*** MATERIAL PROVIDED ***
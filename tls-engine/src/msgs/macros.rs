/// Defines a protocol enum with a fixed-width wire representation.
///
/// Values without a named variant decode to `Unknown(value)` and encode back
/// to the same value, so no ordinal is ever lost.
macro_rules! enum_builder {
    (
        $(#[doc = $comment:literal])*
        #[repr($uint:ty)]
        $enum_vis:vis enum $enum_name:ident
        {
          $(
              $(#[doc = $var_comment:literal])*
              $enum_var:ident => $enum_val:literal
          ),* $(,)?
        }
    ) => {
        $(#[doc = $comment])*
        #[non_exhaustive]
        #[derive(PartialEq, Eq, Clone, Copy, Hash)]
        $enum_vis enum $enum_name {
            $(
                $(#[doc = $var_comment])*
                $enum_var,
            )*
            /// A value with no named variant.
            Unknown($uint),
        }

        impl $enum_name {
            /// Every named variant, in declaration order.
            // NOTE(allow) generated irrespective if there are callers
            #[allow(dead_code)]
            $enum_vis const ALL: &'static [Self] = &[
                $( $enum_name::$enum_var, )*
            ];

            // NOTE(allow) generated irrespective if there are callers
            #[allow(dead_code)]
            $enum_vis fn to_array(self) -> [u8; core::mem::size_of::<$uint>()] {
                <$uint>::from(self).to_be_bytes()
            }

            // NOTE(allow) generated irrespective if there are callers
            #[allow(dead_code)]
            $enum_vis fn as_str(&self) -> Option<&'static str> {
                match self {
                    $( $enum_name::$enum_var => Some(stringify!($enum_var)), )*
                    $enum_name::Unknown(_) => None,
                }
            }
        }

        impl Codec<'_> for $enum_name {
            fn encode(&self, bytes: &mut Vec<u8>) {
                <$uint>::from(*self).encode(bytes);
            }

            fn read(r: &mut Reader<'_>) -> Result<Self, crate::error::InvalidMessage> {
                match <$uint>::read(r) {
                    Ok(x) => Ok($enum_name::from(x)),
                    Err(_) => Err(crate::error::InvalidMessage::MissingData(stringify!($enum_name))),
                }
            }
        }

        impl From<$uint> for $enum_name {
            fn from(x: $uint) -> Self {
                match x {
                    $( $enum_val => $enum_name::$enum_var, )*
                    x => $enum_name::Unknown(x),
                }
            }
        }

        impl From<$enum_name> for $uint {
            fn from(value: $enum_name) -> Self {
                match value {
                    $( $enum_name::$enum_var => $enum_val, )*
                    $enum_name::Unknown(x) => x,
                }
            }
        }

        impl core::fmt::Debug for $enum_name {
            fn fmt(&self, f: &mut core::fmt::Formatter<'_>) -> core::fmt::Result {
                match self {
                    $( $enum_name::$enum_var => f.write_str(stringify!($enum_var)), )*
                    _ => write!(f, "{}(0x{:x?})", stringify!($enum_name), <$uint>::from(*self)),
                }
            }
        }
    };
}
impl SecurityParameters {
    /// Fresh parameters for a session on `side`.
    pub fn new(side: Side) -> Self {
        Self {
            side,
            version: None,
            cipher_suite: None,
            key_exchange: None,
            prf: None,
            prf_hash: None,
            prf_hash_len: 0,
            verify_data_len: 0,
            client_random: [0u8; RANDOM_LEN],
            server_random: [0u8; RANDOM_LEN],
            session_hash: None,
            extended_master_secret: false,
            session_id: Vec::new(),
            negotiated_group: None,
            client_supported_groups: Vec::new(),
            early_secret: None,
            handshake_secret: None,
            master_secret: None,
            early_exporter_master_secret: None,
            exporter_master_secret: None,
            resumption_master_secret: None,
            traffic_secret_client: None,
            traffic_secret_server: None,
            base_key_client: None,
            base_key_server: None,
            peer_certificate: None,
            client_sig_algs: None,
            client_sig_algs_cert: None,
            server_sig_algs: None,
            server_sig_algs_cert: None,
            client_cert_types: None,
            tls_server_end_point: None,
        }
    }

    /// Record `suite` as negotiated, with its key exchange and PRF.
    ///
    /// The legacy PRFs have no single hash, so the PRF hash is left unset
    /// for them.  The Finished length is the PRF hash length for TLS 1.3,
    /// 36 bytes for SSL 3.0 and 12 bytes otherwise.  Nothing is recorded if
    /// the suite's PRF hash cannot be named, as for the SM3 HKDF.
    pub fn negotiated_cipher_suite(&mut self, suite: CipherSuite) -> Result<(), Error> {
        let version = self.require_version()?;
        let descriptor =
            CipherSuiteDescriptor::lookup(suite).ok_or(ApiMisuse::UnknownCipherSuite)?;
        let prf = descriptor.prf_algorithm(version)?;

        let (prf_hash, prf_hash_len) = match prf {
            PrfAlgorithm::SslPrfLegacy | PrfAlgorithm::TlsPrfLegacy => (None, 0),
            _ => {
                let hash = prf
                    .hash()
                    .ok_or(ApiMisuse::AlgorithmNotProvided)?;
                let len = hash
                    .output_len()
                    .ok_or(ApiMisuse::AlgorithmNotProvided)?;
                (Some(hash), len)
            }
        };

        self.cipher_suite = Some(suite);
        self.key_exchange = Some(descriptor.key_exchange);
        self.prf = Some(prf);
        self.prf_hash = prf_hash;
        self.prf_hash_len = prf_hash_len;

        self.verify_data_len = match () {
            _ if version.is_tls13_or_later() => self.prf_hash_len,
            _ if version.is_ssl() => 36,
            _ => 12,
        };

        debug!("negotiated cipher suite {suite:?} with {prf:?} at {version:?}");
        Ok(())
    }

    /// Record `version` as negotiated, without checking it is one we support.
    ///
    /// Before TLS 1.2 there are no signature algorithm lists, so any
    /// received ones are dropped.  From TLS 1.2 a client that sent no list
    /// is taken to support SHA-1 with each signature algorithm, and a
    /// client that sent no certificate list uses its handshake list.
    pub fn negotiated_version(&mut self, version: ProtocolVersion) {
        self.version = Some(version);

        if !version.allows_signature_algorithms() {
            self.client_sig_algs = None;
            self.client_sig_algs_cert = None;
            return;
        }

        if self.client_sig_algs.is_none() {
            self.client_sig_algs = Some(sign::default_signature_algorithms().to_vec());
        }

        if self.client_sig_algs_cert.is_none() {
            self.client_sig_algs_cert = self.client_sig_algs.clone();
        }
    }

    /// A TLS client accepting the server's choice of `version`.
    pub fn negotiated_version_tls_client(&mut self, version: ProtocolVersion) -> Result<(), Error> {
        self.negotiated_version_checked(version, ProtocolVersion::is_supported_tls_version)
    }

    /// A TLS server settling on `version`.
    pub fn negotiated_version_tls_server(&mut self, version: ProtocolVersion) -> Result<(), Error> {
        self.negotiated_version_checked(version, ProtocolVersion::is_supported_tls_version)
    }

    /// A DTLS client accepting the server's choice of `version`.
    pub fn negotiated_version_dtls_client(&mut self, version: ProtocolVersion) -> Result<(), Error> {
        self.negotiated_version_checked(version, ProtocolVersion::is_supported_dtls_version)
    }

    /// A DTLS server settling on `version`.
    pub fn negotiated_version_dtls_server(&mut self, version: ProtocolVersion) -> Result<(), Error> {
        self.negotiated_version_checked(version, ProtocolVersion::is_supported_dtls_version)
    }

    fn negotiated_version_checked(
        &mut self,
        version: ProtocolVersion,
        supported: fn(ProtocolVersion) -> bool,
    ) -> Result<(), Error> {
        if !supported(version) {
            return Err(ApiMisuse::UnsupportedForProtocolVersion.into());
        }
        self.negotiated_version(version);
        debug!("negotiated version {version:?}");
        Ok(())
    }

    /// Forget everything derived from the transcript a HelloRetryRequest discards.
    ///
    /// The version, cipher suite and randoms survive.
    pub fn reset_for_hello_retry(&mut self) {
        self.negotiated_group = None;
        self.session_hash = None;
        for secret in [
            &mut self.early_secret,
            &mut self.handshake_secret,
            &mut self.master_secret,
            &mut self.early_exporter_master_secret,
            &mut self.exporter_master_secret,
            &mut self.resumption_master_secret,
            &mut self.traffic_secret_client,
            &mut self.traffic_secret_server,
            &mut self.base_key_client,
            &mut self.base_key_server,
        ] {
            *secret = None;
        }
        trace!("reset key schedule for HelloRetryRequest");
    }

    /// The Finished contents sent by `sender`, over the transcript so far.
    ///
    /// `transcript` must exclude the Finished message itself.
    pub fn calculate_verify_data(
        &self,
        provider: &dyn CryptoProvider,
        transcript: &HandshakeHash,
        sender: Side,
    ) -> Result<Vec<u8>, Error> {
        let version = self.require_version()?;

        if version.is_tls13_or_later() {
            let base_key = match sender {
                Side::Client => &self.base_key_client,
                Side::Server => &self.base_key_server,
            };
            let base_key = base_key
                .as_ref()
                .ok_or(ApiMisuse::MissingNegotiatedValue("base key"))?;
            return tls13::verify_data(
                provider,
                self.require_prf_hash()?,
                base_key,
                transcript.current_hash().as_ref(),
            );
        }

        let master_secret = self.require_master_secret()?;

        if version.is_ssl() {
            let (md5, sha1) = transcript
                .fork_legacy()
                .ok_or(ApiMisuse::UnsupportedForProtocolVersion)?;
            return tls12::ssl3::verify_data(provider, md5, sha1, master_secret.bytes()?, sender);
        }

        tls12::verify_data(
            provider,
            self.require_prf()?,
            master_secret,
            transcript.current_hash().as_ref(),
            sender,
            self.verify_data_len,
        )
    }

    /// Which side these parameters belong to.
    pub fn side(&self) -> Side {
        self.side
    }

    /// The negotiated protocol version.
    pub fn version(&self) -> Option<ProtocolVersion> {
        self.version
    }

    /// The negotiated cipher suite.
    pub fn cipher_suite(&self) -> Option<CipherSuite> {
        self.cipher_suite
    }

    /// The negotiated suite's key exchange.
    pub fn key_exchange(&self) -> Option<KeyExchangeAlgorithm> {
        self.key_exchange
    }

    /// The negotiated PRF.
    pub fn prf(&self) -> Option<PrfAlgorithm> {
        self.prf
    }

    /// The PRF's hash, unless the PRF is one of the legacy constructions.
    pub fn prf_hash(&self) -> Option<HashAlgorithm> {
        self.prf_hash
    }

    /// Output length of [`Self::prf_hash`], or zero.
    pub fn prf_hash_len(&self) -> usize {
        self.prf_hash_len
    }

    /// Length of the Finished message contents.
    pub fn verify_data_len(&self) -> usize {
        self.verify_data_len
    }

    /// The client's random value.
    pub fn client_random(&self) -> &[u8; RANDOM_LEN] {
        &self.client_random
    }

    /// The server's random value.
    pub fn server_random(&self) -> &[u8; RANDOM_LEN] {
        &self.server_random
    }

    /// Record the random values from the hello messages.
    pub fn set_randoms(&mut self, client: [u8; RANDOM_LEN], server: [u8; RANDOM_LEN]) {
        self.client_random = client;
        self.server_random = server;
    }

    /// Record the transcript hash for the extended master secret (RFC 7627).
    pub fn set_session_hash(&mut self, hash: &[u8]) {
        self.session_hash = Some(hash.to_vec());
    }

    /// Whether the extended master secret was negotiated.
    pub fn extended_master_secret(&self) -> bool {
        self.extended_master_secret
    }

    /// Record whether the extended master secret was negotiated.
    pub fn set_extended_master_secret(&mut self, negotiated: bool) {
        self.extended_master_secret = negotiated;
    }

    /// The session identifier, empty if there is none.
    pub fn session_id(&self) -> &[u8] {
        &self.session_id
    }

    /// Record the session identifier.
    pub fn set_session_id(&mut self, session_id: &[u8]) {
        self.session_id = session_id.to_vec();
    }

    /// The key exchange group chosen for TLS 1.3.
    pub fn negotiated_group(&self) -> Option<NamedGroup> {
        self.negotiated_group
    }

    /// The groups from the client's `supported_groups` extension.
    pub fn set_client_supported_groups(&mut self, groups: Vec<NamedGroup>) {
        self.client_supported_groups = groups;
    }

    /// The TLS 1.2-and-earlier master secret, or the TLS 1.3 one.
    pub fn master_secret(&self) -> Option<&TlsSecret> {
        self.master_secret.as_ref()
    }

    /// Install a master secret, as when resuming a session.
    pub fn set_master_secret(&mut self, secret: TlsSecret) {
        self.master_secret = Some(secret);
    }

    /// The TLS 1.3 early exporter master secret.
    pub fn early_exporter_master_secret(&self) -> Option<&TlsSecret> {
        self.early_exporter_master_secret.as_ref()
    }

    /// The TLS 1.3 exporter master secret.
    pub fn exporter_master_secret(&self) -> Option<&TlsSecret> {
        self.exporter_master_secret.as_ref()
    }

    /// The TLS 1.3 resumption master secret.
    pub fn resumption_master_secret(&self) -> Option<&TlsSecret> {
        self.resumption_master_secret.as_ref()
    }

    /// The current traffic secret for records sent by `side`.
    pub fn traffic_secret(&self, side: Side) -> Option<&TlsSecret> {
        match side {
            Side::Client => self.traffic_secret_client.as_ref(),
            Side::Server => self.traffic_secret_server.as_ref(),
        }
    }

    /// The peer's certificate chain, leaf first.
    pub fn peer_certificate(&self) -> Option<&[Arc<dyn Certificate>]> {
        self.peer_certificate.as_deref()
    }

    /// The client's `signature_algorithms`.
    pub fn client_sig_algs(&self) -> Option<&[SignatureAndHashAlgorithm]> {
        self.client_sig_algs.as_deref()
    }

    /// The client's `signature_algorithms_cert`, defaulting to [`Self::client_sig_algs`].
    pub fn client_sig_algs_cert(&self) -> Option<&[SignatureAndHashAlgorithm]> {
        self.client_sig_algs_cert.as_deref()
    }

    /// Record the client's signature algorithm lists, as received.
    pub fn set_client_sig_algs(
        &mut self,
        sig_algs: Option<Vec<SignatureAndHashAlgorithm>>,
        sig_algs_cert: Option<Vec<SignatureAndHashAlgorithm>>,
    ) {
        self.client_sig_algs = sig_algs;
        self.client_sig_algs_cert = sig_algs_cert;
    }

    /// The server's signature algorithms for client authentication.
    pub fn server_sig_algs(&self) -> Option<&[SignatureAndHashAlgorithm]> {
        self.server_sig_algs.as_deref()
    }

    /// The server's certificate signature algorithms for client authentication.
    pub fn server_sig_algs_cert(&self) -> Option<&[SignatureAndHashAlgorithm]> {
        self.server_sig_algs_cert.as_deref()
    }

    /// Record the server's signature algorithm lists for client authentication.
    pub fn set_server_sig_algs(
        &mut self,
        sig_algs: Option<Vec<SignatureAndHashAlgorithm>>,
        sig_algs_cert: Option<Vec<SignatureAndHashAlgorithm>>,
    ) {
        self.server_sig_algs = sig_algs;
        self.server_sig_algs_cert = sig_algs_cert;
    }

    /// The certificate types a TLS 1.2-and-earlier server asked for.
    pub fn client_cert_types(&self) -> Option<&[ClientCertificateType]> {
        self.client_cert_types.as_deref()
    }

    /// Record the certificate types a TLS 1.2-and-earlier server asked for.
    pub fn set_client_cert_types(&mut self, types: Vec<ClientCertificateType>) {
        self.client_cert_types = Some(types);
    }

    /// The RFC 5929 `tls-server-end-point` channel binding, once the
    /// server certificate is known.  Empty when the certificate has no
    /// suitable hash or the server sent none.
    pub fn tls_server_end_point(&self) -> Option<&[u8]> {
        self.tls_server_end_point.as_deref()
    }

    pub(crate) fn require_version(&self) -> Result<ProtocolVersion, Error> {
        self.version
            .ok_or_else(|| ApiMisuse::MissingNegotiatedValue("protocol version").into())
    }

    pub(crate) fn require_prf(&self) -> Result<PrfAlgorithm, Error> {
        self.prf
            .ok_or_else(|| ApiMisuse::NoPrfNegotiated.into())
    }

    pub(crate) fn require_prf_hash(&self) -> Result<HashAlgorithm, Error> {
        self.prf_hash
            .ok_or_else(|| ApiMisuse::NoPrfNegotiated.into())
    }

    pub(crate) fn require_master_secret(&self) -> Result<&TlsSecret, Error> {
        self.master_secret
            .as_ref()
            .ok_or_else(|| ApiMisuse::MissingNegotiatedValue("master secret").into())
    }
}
*** End of MATERIAL PROVIDED ***
From the records above, pull out each line that has "settling".

#### COMPLETED EXERCISE
    /// A TLS server settling on `version`.
    /// A DTLS server settling on `version`.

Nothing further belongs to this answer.